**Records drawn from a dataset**

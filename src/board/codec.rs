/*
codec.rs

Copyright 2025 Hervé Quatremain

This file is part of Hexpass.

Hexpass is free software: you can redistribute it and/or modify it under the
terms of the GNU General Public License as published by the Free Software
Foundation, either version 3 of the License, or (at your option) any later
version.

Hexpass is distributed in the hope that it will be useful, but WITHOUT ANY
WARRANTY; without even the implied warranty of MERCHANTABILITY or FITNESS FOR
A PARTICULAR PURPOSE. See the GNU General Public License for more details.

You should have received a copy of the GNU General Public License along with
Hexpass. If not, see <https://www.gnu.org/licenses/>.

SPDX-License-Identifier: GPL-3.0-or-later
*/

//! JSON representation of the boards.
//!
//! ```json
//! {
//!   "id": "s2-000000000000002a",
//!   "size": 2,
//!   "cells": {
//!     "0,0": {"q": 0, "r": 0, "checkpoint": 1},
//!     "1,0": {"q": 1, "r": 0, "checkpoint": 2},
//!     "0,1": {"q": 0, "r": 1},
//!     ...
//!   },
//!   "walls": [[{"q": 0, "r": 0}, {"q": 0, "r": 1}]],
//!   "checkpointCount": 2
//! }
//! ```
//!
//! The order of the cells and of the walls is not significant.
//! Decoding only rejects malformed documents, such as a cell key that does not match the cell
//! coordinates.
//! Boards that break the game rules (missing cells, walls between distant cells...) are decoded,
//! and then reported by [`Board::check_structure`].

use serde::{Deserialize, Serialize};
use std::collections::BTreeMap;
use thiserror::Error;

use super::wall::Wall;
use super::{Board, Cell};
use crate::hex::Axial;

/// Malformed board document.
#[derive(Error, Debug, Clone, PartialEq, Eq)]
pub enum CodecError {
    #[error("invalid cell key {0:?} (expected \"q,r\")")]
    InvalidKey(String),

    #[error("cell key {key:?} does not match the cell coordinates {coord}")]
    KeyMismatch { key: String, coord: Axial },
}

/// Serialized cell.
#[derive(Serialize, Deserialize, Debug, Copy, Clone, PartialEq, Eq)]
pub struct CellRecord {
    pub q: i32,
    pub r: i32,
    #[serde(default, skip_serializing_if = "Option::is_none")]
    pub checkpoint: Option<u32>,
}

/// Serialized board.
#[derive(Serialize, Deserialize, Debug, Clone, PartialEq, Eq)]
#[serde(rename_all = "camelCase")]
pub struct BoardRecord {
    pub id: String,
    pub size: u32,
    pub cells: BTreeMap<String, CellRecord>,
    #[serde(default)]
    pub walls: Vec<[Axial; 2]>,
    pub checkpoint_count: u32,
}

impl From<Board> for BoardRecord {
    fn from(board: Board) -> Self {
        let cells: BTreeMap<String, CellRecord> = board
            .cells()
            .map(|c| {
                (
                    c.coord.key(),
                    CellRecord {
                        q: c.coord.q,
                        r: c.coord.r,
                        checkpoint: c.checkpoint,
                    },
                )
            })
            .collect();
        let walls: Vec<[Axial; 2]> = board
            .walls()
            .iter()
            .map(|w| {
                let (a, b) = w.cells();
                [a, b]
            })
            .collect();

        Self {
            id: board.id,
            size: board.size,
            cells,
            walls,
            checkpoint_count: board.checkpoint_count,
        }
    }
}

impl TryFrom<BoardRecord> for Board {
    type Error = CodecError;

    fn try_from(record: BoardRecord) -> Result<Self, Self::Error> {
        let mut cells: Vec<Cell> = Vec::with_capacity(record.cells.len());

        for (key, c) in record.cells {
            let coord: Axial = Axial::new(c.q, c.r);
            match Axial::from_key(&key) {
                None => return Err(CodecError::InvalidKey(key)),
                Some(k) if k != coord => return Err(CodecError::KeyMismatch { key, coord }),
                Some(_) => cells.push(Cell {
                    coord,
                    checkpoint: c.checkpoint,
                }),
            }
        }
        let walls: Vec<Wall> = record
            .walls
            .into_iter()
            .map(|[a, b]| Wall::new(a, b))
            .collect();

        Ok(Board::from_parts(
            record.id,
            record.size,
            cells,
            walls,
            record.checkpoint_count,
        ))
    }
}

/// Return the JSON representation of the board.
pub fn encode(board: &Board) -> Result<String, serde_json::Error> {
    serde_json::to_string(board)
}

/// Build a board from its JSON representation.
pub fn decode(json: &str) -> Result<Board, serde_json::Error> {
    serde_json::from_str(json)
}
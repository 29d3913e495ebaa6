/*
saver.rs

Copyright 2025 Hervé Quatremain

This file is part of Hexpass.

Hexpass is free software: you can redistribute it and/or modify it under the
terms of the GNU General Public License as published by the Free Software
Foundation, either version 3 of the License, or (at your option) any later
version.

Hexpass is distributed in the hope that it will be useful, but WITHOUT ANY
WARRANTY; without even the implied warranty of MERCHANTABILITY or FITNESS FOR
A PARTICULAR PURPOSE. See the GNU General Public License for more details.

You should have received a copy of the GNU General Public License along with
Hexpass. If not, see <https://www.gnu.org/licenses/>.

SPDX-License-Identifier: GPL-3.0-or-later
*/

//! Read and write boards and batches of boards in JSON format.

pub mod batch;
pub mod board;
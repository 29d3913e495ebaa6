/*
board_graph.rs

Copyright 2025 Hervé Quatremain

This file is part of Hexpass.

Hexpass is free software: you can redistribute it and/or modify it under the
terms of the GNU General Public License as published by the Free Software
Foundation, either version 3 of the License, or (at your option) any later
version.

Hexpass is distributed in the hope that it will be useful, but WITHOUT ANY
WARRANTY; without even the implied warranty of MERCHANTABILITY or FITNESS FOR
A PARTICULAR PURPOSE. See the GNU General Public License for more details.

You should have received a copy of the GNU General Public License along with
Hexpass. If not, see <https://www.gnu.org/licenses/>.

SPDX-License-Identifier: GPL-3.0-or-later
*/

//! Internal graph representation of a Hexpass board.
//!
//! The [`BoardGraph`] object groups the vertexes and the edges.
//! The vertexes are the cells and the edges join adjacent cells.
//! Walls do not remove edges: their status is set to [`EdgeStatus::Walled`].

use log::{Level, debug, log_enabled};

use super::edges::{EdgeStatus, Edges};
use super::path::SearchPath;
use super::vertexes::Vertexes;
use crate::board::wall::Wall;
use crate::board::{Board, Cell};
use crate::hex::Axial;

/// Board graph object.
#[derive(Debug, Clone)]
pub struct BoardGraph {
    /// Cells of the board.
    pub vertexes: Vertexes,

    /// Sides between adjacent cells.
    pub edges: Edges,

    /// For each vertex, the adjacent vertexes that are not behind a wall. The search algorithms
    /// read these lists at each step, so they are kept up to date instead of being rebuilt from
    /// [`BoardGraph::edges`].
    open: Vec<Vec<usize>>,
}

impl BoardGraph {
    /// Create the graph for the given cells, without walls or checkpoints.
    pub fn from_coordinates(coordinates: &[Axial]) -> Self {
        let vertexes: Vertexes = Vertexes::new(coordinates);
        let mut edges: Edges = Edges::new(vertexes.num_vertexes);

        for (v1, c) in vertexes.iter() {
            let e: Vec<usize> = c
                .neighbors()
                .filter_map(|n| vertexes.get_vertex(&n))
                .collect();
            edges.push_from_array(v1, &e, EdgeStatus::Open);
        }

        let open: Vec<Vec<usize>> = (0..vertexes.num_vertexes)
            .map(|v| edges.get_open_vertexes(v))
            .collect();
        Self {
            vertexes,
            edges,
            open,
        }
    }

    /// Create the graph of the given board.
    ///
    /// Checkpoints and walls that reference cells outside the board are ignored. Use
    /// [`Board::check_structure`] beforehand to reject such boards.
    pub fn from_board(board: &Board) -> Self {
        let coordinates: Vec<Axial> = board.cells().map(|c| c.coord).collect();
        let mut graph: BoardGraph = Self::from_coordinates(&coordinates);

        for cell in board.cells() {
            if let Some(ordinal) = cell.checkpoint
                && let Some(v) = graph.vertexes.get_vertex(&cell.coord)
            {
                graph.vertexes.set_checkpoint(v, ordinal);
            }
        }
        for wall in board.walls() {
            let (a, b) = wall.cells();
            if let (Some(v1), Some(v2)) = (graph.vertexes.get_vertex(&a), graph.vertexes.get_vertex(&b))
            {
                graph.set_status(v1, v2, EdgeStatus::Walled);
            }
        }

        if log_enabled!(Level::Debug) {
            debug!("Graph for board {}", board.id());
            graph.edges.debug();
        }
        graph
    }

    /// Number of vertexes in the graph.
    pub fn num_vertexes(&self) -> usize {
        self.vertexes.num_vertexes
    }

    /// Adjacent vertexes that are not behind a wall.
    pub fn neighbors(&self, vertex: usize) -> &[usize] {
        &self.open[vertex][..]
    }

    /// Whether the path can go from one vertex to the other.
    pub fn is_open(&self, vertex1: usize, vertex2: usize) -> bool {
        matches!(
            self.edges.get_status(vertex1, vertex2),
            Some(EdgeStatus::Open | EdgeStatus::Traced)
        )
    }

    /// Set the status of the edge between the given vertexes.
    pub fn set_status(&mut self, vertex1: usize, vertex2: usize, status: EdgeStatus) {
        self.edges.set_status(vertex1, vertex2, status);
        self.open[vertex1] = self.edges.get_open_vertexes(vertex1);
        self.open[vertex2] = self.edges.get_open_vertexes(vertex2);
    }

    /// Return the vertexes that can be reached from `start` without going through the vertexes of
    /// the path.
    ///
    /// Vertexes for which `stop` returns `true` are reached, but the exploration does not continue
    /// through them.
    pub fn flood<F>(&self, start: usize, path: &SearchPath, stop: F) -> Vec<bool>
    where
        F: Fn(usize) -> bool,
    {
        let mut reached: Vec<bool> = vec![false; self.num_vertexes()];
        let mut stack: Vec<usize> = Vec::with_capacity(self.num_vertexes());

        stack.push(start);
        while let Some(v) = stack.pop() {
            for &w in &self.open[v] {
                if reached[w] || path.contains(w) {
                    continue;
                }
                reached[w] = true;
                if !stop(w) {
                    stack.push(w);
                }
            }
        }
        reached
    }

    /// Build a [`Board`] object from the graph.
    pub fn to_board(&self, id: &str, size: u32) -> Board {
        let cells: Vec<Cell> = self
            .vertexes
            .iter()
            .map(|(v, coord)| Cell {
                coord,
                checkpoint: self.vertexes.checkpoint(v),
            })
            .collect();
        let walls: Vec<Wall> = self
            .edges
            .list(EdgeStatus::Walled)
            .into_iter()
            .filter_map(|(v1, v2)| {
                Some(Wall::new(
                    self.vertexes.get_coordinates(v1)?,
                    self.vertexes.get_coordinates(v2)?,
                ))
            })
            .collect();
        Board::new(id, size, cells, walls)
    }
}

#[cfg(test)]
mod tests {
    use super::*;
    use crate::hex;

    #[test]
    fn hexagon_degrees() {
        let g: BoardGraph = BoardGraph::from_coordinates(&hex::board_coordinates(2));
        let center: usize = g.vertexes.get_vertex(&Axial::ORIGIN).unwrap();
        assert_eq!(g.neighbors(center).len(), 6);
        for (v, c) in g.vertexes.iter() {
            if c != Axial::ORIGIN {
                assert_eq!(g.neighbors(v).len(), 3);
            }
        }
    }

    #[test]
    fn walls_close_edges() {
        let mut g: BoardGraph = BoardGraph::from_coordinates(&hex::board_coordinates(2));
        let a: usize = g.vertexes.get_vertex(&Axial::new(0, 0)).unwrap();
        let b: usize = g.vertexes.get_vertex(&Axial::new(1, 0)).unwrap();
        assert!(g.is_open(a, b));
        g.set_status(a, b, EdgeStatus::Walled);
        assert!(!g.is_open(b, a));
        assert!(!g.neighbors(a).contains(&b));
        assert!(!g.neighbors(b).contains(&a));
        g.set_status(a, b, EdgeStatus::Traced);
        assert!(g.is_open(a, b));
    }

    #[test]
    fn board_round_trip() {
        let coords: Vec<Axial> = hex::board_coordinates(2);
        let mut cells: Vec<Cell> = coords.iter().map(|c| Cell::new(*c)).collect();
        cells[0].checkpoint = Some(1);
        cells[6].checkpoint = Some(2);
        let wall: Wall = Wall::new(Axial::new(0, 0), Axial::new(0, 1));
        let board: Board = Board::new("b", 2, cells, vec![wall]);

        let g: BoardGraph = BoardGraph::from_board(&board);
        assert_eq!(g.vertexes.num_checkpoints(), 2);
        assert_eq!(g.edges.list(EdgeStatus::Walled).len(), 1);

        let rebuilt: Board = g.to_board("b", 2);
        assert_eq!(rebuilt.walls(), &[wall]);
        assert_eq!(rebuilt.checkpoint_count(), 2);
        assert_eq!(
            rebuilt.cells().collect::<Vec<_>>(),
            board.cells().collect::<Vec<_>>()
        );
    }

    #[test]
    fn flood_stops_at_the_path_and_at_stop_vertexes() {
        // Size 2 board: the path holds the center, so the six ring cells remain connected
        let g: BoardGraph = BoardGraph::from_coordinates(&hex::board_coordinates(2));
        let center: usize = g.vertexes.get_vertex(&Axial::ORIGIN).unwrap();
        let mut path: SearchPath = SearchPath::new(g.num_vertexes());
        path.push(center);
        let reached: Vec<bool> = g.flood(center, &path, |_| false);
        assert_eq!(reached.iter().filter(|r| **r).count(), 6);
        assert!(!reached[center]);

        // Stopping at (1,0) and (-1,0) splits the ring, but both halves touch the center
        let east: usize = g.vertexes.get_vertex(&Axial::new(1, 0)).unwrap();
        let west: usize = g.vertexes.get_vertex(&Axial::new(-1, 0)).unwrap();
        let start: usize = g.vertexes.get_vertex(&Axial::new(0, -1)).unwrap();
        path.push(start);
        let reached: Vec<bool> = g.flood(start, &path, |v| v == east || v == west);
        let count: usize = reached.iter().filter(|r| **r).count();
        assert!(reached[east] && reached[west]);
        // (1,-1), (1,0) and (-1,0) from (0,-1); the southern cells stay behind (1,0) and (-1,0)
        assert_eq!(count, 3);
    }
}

**What you will do**
Check every line of the data for the string "CodecError". Give the number of lines that have it, and only that.

**Solution to the exercise**
4